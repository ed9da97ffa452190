//! Configuration file management and settings resolution.

mod manager;

pub use manager::{
    API_KEY_ENV, ConfigFile, ConfigManager, DEFAULT_CHAT_URL, DEFAULT_MAX_HISTORY,
    DEFAULT_TRANSLATE_URL, ResolveOptions, ResolvedConfig, SamvadConfig, resolve_config,
};
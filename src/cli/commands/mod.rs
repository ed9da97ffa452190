//! Subcommand implementations.

/// Chat mode command handler (one-shot and interactive).
pub mod chat;

/// Environment setup check command handler.
pub mod doctor;

/// Translation command handler.
pub mod translate;
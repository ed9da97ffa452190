//! Environment setup check.
//!
//! Prints one status line per check. Required checks gate the exit code;
//! recommended checks only warn unless `--strict` is set.

use crate::config::{API_KEY_ENV, ConfigFile, ConfigManager};
use crate::ui::Style;

pub struct DoctorOptions {
    pub strict: bool,
}

/// Runs all setup checks and returns the process exit code.
pub fn run_doctor(options: &DoctorOptions) -> i32 {
    let manager = ConfigManager::new();
    let mut success = true;

    let file_config = check_config_file(&manager, options.strict, &mut success);
    check_credential(file_config.as_ref(), &mut success);

    if success {
        println!("\nSetup looks good.");
        exitcode::OK
    } else {
        println!("\nFix the failed checks above and run 'samvad doctor' again.");
        exitcode::CONFIG
    }
}

/// Recommended: a readable config file. A present-but-broken file is always
/// a failure; a missing one only fails in strict mode.
fn check_config_file(
    manager: &ConfigManager,
    strict: bool,
    success: &mut bool,
) -> Option<ConfigFile> {
    let path = manager.path().display().to_string();

    if !manager.path().exists() {
        if strict {
            println!("{} Config file not found: {path}", Style::error("[FAIL]"));
            *success = false;
        } else {
            println!("{} Config file not found: {path}", Style::warning("[WARN]"));
        }
        return None;
    }

    match manager.load() {
        Ok(config) => {
            println!("{} Config file: {path}", Style::success("[OK]"));
            Some(config)
        }
        Err(_) => {
            println!(
                "{} Config file is present but not parseable: {path}",
                Style::error("[FAIL]")
            );
            *success = false;
            None
        }
    }
}

/// Required: an API credential from the environment or the config file.
fn check_credential(file_config: Option<&ConfigFile>, success: &mut bool) {
    let env_key = std::env::var(API_KEY_ENV)
        .ok()
        .filter(|key| !key.is_empty());
    let file_key = file_config
        .and_then(|config| config.samvad.api_key.as_deref())
        .filter(|key| !key.is_empty());

    if env_key.is_some() {
        println!("{} {API_KEY_ENV} is set", Style::success("[OK]"));
    } else if file_key.is_some() {
        println!("{} API key found in config file", Style::success("[OK]"));
    } else {
        println!(
            "{} Missing required credential: set {API_KEY_ENV} or add api_key to the config file",
            Style::error("[FAIL]")
        );
        *success = false;
    }
}
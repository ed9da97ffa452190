//! XDG-style path utilities for the configuration directory.

use std::path::PathBuf;

/// Returns the configuration directory for samvad.
///
/// Resolution order:
/// 1. `$XDG_CONFIG_HOME/samvad` if `XDG_CONFIG_HOME` is set
/// 2. `~/.config/samvad` otherwise
///
/// # Panics
///
/// Panics if the home directory cannot be determined.
pub fn config_dir() -> PathBuf {
    std::env::var("XDG_CONFIG_HOME").map_or_else(
        |_| home_dir().join(".config").join("samvad"),
        |xdg| PathBuf::from(xdg).join("samvad"),
    )
}

/// Returns the user's home directory.
///
/// # Panics
///
/// Panics if the home directory cannot be determined.
#[allow(clippy::expect_used)]
fn home_dir() -> PathBuf {
    dirs::home_dir().expect("Failed to determine home directory")
}
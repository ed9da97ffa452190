use anyhow::Result;
use clap::Parser;

use samvad_cli::cli::commands::{chat, doctor, translate};
use samvad_cli::cli::{Args, Command};
use samvad_cli::language::print_languages;

#[tokio::main]
async fn main() -> Result<()> {
    let args = Args::parse();

    match args.command {
        Some(Command::Languages) => {
            print_languages();
        }
        Some(Command::Translate { to, file, api_key }) => {
            let options = translate::TranslateOptions { to, file, api_key };
            translate::run_translate(options).await?;
        }
        Some(Command::Doctor { strict }) => {
            let options = doctor::DoctorOptions { strict };
            std::process::exit(doctor::run_doctor(&options));
        }
        None => {
            let options = chat::ChatOptions {
                message: args.message,
                api_key: args.api_key,
                max_history: args.max_history,
            };
            chat::run_chat(options).await?;
        }
    }

    Ok(())
}
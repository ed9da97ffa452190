use clap::{Parser, Subcommand};

#[derive(Parser, Debug)]
#[command(name = "samvad")]
#[command(about = "Multilingual AI chat CLI for Indian languages")]
#[command(version)]
pub struct Args {
    /// Message to send (starts an interactive session if not provided)
    pub message: Option<String>,

    /// Sarvam API key (falls back to SARVAM_API_KEY or the config file)
    #[arg(short = 'k', long = "api-key")]
    pub api_key: Option<String>,

    /// Number of recent turns sent with each completion request
    #[arg(long = "max-history")]
    pub max_history: Option<usize>,

    #[command(subcommand)]
    pub command: Option<Command>,
}

#[derive(Subcommand, Debug)]
pub enum Command {
    /// List supported languages
    Languages,
    /// Translate English text into a supported language
    Translate {
        /// Target language (name or ISO 639-1 code, e.g. hindi, ta)
        #[arg(short = 't', long = "to")]
        to: String,

        /// File to translate (reads from stdin if not provided)
        file: Option<String>,

        /// Sarvam API key (falls back to SARVAM_API_KEY or the config file)
        #[arg(short = 'k', long = "api-key")]
        api_key: Option<String>,
    },
    /// Check the environment for required configuration
    Doctor {
        /// Treat recommended checks as required
        #[arg(long)]
        strict: bool,
    },
}
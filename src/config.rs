//! Configuration Module
//!
//! Resolves the cache's default TTL from the environment.

use std::env;
use std::time::Duration;

use tracing::{error, warn};

use crate::cache::DEFAULT_TTL;

/// Environment variable holding the default TTL in milliseconds.
pub const DEFAULT_EXPIRATION_VAR: &str = "CACHE_DEFAULT_EXPIRATION";

/// Cache configuration parameters.
///
/// Resolution never fails: anything missing or unusable falls back to
/// [`DEFAULT_TTL`] and is logged.
#[derive(Debug, Clone, Copy, PartialEq, Eq)]
pub struct CacheConfig {
    /// TTL applied when a caller does not pass one explicitly
    pub default_ttl: Duration,
}

impl CacheConfig {
    /// Creates a config with an explicit default TTL.
    pub fn new(default_ttl: Duration) -> Self {
        Self { default_ttl }
    }

    /// Creates a new CacheConfig by loading values from environment variables.
    ///
    /// # Environment Variables
    /// - `CACHE_DEFAULT_EXPIRATION` - Default TTL in milliseconds (default: 60000)
    pub fn from_env() -> Self {
        Self::from_millis_str(env::var(DEFAULT_EXPIRATION_VAR).ok().as_deref())
    }

    /// Resolves the default TTL from a raw millisecond setting.
    ///
    /// Negative values are rejected since a `Duration` cannot represent them.
    pub fn from_millis_str(raw: Option<&str>) -> Self {
        let Some(raw) = raw else {
            warn!(
                "{} not set, using default of {}ms",
                DEFAULT_EXPIRATION_VAR,
                DEFAULT_TTL.as_millis()
            );
            return Self::default();
        };

        match raw.trim().parse::<i64>() {
            Ok(ms) if ms < 0 => {
                error!(value = ms, "Could not load {}: negative value", DEFAULT_EXPIRATION_VAR);
                Self::default()
            }
            Ok(ms) => {
                if ms == 0 {
                    warn!("{} is 0, every entry will expire immediately", DEFAULT_EXPIRATION_VAR);
                }
                Self::new(Duration::from_millis(ms.unsigned_abs()))
            }
            Err(e) => {
                error!(value = raw, error = %e, "Could not load {}", DEFAULT_EXPIRATION_VAR);
                Self::default()
            }
        }
    }
}

impl Default for CacheConfig {
    fn default() -> Self {
        Self {
            default_ttl: DEFAULT_TTL,
        }
    }
}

################

■ WORK INSTRUCTION ■
Report each line in the data above that holds the word "checks" by copying it.

■ RESULT OF THE TASK ■
//! Prints one status line per check. Required checks gate the exit code;
//! recommended checks only warn unless `--strict` is set.
/// Runs all setup checks and returns the process exit code.
        println!("\nFix the failed checks above and run 'samvad doctor' again.");
        /// Treat recommended checks as required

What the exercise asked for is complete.